In the United States, immigrants who arrived with candy-making skills drove the development of new chocolate bars. Milton S. Hershey, a Pennsylvania caramel maker, saw a German-manufactured chocolate-making machine at the 1893 Chicago World's Fair. He immediately ordered one for his Lancaster factory and produced the first American-made milk chocolate bar.

In Canada, Ganong Bros., Ltd. of St. Stephen, New Brunswick developed and began selling their version of the modern chocolate bar in 1910.

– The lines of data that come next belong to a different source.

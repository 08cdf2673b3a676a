use std::process::ExitCode;

use colored::*;
use minifs_alloc::{
    fs::config::CliArgs,
    shell::{select_strategy, start_shell},
    FsConfig,
};

fn main() -> ExitCode {
    env_logger::init();

    let args = match CliArgs::parse(std::env::args().skip(1)) {
        Ok(args) => args,
        Err(e) => return usage(&e),
    };

    let strategy = match args.strategy.map_or_else(select_strategy, Ok) {
        Ok(strategy) => strategy,
        Err(e) => return usage(&e),
    };

    let config = FsConfig::new(strategy).with_placement(args.placement);
    match start_shell(config) {
        Ok(()) => ExitCode::SUCCESS,
        Err(e) => {
            eprintln!("{} {}", "❌ Error:".red().bold(), e);
            ExitCode::FAILURE
        }
    }
}

fn usage(error: &dyn std::error::Error) -> ExitCode {
    eprintln!("{} {}", "❌ Error:".red().bold(), error);
    eprintln!("Usage: minifs-alloc [contiguous|chained|indexed] [--seed N | --sequential]");
    ExitCode::FAILURE
}
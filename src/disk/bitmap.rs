use crate::disk::types::DISK_SIZE;

/// 块位图：每个 bit 表示一个块是否被占用（1 = 占用）
///
/// 字节内按高位在前排列，块 0 对应第 0 字节的最高位，
/// 与显示时“从左到右依次为块 0、1、2……”一致。
#[derive(Debug, Clone, PartialEq, Eq)]
pub struct BlockBitmap {
    bits: Vec<u8>,       // 位图数据
    total_blocks: usize, // 块总数
    free_blocks: usize,  // 当前空闲块数
}

impl BlockBitmap {
    // 创建一个全空闲的位图
    pub fn new(total_blocks: usize) -> Self {
        let byte_len = (total_blocks + 7) / 8;

        Self {
            bits: vec![0; byte_len],
            total_blocks,
            free_blocks: total_blocks,
        }
    }

    fn locate(block_index: usize) -> (usize, u8) {
        (block_index / 8, 0x80 >> (block_index % 8))
    }

    /// 设置某个块的状态，返回状态是否真的发生了变化
    ///
    /// 调用方负责保证 `block_index < total_blocks`。
    pub fn set(&mut self, block_index: usize, used: bool) -> bool {
        let (byte_index, mask) = Self::locate(block_index);
        let was_used = self.bits[byte_index] & mask != 0;

        match (was_used, used) {
            (false, true) => {
                self.bits[byte_index] |= mask;
                self.free_blocks -= 1;
                true
            }
            (true, false) => {
                self.bits[byte_index] &= !mask;
                self.free_blocks += 1;
                true
            }
            _ => false,
        }
    }

    pub fn is_used(&self, block_index: usize) -> bool {
        let (byte_index, mask) = Self::locate(block_index);
        self.bits[byte_index] & mask != 0
    }

    pub fn total_blocks(&self) -> usize {
        self.total_blocks
    }

    pub fn free_blocks(&self) -> usize {
        self.free_blocks
    }

    pub fn used_blocks(&self) -> usize {
        self.total_blocks - self.free_blocks
    }

    pub fn as_bytes(&self) -> &[u8] {
        &self.bits
    }

    // 展开成逐块的布尔数组，便于显示
    pub fn snapshot(&self) -> Vec<bool> {
        (0..self.total_blocks).map(|i| self.is_used(i)).collect()
    }
}

impl Default for BlockBitmap {
    fn default() -> Self {
        Self::new(DISK_SIZE)
    }
}
use colored::*;

use crate::fs::{error::Result, FileSystem};

#[derive(Debug, Clone, PartialEq, Eq)]
pub enum Command {
    Help,
    Ls,
    Cat(String),
    Fat,
    Bitmap,
    Block(usize),
    Import(String, String), // 宿主机路径 -> 模拟文件名
    Export(String, String), // 模拟文件名 -> 宿主机路径
    Rm(String),
    Df,
    Check,
    Exit,
}

pub fn execute_command(cmd: &Command, fs: &mut FileSystem) -> Result<()> {
    match cmd {
        Command::Help => print_help(),
        Command::Ls => {
            if fs.fat.is_empty() {
                println!("{}", "(no files)".bright_black());
            } else {
                print!("{}", fs.listing());
            }
        }
        Command::Cat(name) => {
            let text = fs.display_file(name)?;
            println!("{} {}", "📖 Contents of".cyan(), name.cyan().bold());
            print!("{}", text);
        }
        Command::Fat => {
            println!(
                "{}",
                format!("📋 {} File Allocation Table", fs.strategy()).bright_yellow().bold()
            );
            print!("{}", fs.render_fat());
        }
        Command::Bitmap => {
            println!("{}", "🧮 Free space bitmap".bright_yellow().bold());
            print!("{}", fs.render_bitmap());
        }
        Command::Block(block_id) => print!("{}", fs.describe_block(*block_id)?),
        Command::Import(host, sim) => {
            let locator = fs.import_from_host(host, sim)?;
            println!(
                "✅ File {} copied to simulation as {}",
                host.green(),
                sim.green().bold()
            );
            println!("   {}", locator.to_string().bright_black());
        }
        Command::Export(sim, host) => {
            let written = fs.export_to_host(sim, host)?;
            println!(
                "✅ File {} copied to {} ({} bytes)",
                sim.green().bold(),
                host.green(),
                written
            );
        }
        Command::Rm(name) => {
            fs.delete_file(name)?;
            println!("❌ Deleted file: {}", name.red());
        }
        Command::Df => println!("💾 {}", fs.usage()),
        Command::Check => {
            fs.check()?;
            println!("{}", "✅ Bitmap and FAT are consistent".green());
        }
        Command::Exit => println!("{}", "👋 Exiting MiniFS shell...".yellow().bold()),
    }

    Ok(())
}

fn print_help() {
    println!("{}", "📘 MiniFS Commands".bright_cyan().bold());
    println!(
        "{}",
        "
  ls                     List files with their layout
  cat <file>             Display a file
  fat                    Display the file allocation table (block 0)
  bitmap                 Display the free space bitmap (block 1)
  block <n>              Display disk block n
  import <host> <file>   Copy a host file into the simulation
  export <file> <host>   Copy a simulated file to the host
  rm <file>              Delete a file
  df                     Show disk usage
  fsck                   Check bitmap/FAT consistency
  help                   Show this help message
  exit                   Quit the shell
"
        .bright_black()
    );
}
use tracing_subscriber::EnvFilter;

/// Install the stderr log subscriber. `RUST_LOG` overrides the default `warn` level.
///
/// Standard output is left to the tools' user-facing messages.
pub fn init() {
    let _ = tracing_subscriber::fmt()
        .with_env_filter(EnvFilter::try_from_default_env().unwrap_or_else(|_| EnvFilter::new("warn")))
        .with_writer(std::io::stderr)
        .with_target(false)
        .try_init();
}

Chocolate bar sales grew rapidly in the early-20th century. During World War I, the U.S. Army commissioned a number of American chocolate makers to produce 40 pound blocks of chocolate. These were shipped to Army quartermaster bases and distributed to the troops stationed throughout Europe. When the soldiers returned home, their demand for chocolate contributed to the increasing popularity of the chocolate bar.

Combination bars

The first chocolate bars were plain chocolate, but often flavoured with spices, such as cinnamon and vanilla. Producers soon began combining chocolate with other ingredients such as nuts, fruit, caramel, nougat, and wafers. In 1830, Kohler added hazelnuts to chocolate bars and, in 1852, Caffarel added hazelnuts as a smooth paste to its chocolate, creating gianduja. Adding other, usually cheaper, ingredients to bars was also a way to reduce production costs. Approximately 30,000 varieties of candy bars existed in the United States during the 1920s, most of which were produced locally. The overwhelming majority of combination bars use milk chocolate.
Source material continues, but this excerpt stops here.